The Museum received its present name Museo Tecnico Navale in 1923, at the same time as the Naval History Museum in Venice was reestablished. During World War II La Spezia was attacked by the Allies repeatedly from the air. The naval base, the Arsenal and the Naval Museum suffered heavy destruction. A new building to house the remaining or restored exhibits was opened on 12 May 1958.

==Relationship with the city==
===Environmental problems===
In 2004 an investigation began into the presence of an illegal dump of toxic substances (including asbestos insulation, and batteries containing lead, cadmium and depleted uranium) in the campo in ferro area of the base, close to the sea and some houses. Since it is a military area, only government officials have the right of access and inspection. There is a danger of the dispersal of asbestos dust, which is very light and volatile. Part of the waste in the landfill has been removed. Currently the area is covered with plastic sheeting. It is likely that the waste is below sea level.

In the depths of the nearby Lagora canal, according to some analyses by l'Arpal, are deposits of hydrocarbons, zinc, mercury and heavy metals.

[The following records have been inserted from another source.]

//! Bounded history of completed queries
//!
//! The session keeps one ledger per query kind, so busy autocomplete typing
//! never evicts corrections or sentence lookups.

use std::collections::VecDeque;

use crate::types::HistoryEntry;

/// FIFO of successful queries, oldest evicted first once over capacity
#[derive(Debug, Clone)]
pub struct HistoryLedger {
    entries: VecDeque<HistoryEntry>,
    capacity: usize,
}

impl HistoryLedger {
    /// A capacity of zero is raised to one
    pub fn with_capacity(capacity: usize) -> Self {
        let capacity = capacity.max(1);
        Self {
            entries: VecDeque::with_capacity(capacity + 1),
            capacity,
        }
    }

    /// Append `entry`, evicting the oldest entry if capacity is exceeded
    pub fn record(&mut self, entry: HistoryEntry) {
        self.entries.push_back(entry);
        while self.entries.len() > self.capacity {
            self.entries.pop_front();
        }
    }

    /// Entries in insertion order, oldest first
    pub fn entries(&self) -> impl Iterator<Item = &HistoryEntry> {
        self.entries.iter()
    }

    pub fn to_vec(&self) -> Vec<HistoryEntry> {
        self.entries.iter().cloned().collect()
    }

    pub fn len(&self) -> usize {
        self.entries.len()
    }

    pub fn is_empty(&self) -> bool {
        self.entries.is_empty()
    }

    pub fn capacity(&self) -> usize {
        self.capacity
    }
}

#[cfg(test)]
mod tests {
    use super::*;
    use shared::QueryKind;
    use crate::types::Query;

    fn entry(kind: QueryKind, input: &str, sequence: u64) -> HistoryEntry {
        HistoryEntry::new(Query::new(kind, input, sequence), input.len())
    }

    fn inputs(ledger: &HistoryLedger) -> Vec<String> {
        ledger.entries().map(|e| e.query.raw_input().to_string()).collect()
    }

    #[test]
    fn test_evicts_oldest_over_capacity() {
        let mut ledger = HistoryLedger::with_capacity(3);

        for (seq, input) in ["a", "b", "c", "d"].iter().enumerate() {
            ledger.record(entry(QueryKind::Autocomplete, input, seq as u64 + 1));
        }

        assert_eq!(ledger.len(), 3);
        assert_eq!(inputs(&ledger), vec!["b", "c", "d"]);
    }

    #[test]
    fn test_never_exceeds_capacity() {
        let mut ledger = HistoryLedger::with_capacity(5);

        for seq in 0..50u64 {
            ledger.record(entry(QueryKind::Autocorrect, &format!("w{seq}"), seq));
            assert!(ledger.len() <= ledger.capacity());
        }

        assert_eq!(inputs(&ledger), vec!["w45", "w46", "w47", "w48", "w49"]);
    }

    #[test]
    fn test_zero_capacity_raised_to_one() {
        let mut ledger = HistoryLedger::with_capacity(0);
        ledger.record(entry(QueryKind::Autocorrect, "x", 1));
        ledger.record(entry(QueryKind::Autocorrect, "y", 2));

        assert_eq!(ledger.capacity(), 1);
        assert_eq!(inputs(&ledger), vec!["y"]);
    }
}
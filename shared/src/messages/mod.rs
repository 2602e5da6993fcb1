//! Wire protocol of the external scoring service
//!
//! Messages are organised per endpoint:
//! - `autocomplete`: next-word suggestions under each smoothing variant
//! - `autocorrect`: ranked single-word spelling corrections
//! - `sentence`: whole-sentence probability with n-gram breakdown
//!
//! Response bodies are lenient about optional detail (statistics, per-entry
//! probabilities, breakdown lists) but not about the fields that make up the
//! answer itself: those fail to deserialize, or fail [`ServiceResponse::validate`].

pub mod autocomplete;
pub mod autocorrect;
pub mod sentence;

use serde::{Deserialize, Serialize};

use crate::errors::SharedError;
use crate::types::QueryKind;

pub use autocomplete::{AutocompleteRequest, AutocompleteResponse, RankedWord};
pub use autocorrect::{AutocorrectRequest, AutocorrectResponse, CorpusStats, RawCorrection};
pub use sentence::{BigramEntry, SentenceCorpusStats, SentenceProbabilityResponse, SentenceRequest, UnigramEntry};

/// Body of a non-success response
#[derive(Debug, Clone, Default, PartialEq, Serialize, Deserialize)]
pub struct ErrorBody {
    #[serde(default)]
    pub error: Option<String>,
}

/// Outbound request body, one shape per endpoint
#[derive(Debug, Clone, PartialEq, Serialize, Deserialize)]
#[serde(untagged)]
pub enum ServiceRequest {
    Autocomplete(AutocompleteRequest),
    Autocorrect(AutocorrectRequest),
    SentenceProbability(SentenceRequest),
}

impl ServiceRequest {
    /// Build the body the endpoint for `kind` expects
    pub fn new(kind: QueryKind, input: impl Into<String>) -> Self {
        let input = input.into();
        match kind {
            QueryKind::Autocomplete => ServiceRequest::Autocomplete(AutocompleteRequest { text: input }),
            QueryKind::Autocorrect => ServiceRequest::Autocorrect(AutocorrectRequest { word: input }),
            QueryKind::SentenceProbability => ServiceRequest::SentenceProbability(SentenceRequest { sentence: input }),
        }
    }

    pub fn kind(&self) -> QueryKind {
        match self {
            ServiceRequest::Autocomplete(_) => QueryKind::Autocomplete,
            ServiceRequest::Autocorrect(_) => QueryKind::Autocorrect,
            ServiceRequest::SentenceProbability(_) => QueryKind::SentenceProbability,
        }
    }
}

/// Raw successful response, tagged by the endpoint that produced it
#[derive(Debug, Clone, PartialEq)]
pub enum ServiceResponse {
    Autocomplete(AutocompleteResponse),
    Autocorrect(AutocorrectResponse),
    SentenceProbability(SentenceProbabilityResponse),
}

impl ServiceResponse {
    pub fn kind(&self) -> QueryKind {
        match self {
            ServiceResponse::Autocomplete(_) => QueryKind::Autocomplete,
            ServiceResponse::Autocorrect(_) => QueryKind::Autocorrect,
            ServiceResponse::SentenceProbability(_) => QueryKind::SentenceProbability,
        }
    }

    /// Reject bodies that decoded but carry no answer for their kind
    pub fn validate(&self) -> Result<(), SharedError> {
        match self {
            ServiceResponse::Autocomplete(response) if !response.has_any_variant() => {
                Err(SharedError::IncompletePayload {
                    kind: QueryKind::Autocomplete,
                    missing: "no_smoothing, laplace_smoothing or kneser_ney".to_string(),
                })
            }
            _ => Ok(()),
        }
    }
}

There are also risks linked to the transit and docking of nuclear submarines in the past. The emergency plan in case of an accident has never been communicated to the civil authorities and the population. In at least one case, the local press has drawn attention to a possible accident to a US submarine moored at the diga foranea breakwater, but no official confirmation has been given.

===Socio-economic problems===
The base occupies the area of future expansion of the city, forcing it to develop to the east, a reclamation area. The main damage caused by the arrival of the arsenal was suffered by the lands of the west of the Gulf of La Spezia:
- Fabiano found itself without access to the sea and without the monastery of St. Francis the Great: currently the former monastic buildings are home to the police command and the adjacent church is surrounded by a scrapheap.
- At Marola the adjacent village of San Vito was destroyed, the church was demolished and rebuilt elsewhere at the expense of the inhabitants, the cemetery was rebuilt in Acquasanta, and the village was deprived of access to the sea. Currently, the dock area of the village is not used militarily, but is overrun with scrap, unusable vehicles, dilapidated sheds, and unused vessels belonging to the police and other bodies. These include lifeboats containing asbestos pipe insulation (Carabiniere, Alpino, Ardito, Audace etc.) The walk, which connected the town to the Spezia, was demolished, disconnecting it from the city.
- Cadimare is left with severely limited access to the sea.

The changes have broken the social and historical context of the places and events associated with them. These physical constraints have delayed, or in some cases prevented, the economic development of the villages of which the sea is a natural continuation: especially today with the move to tourism, such impediments to city activities are strongly resented.

Finally, during the works, Roman and early medieval ruins that were discovered were almost totally destroyed. Currently the Roman past of the area is virtually unknown to the public.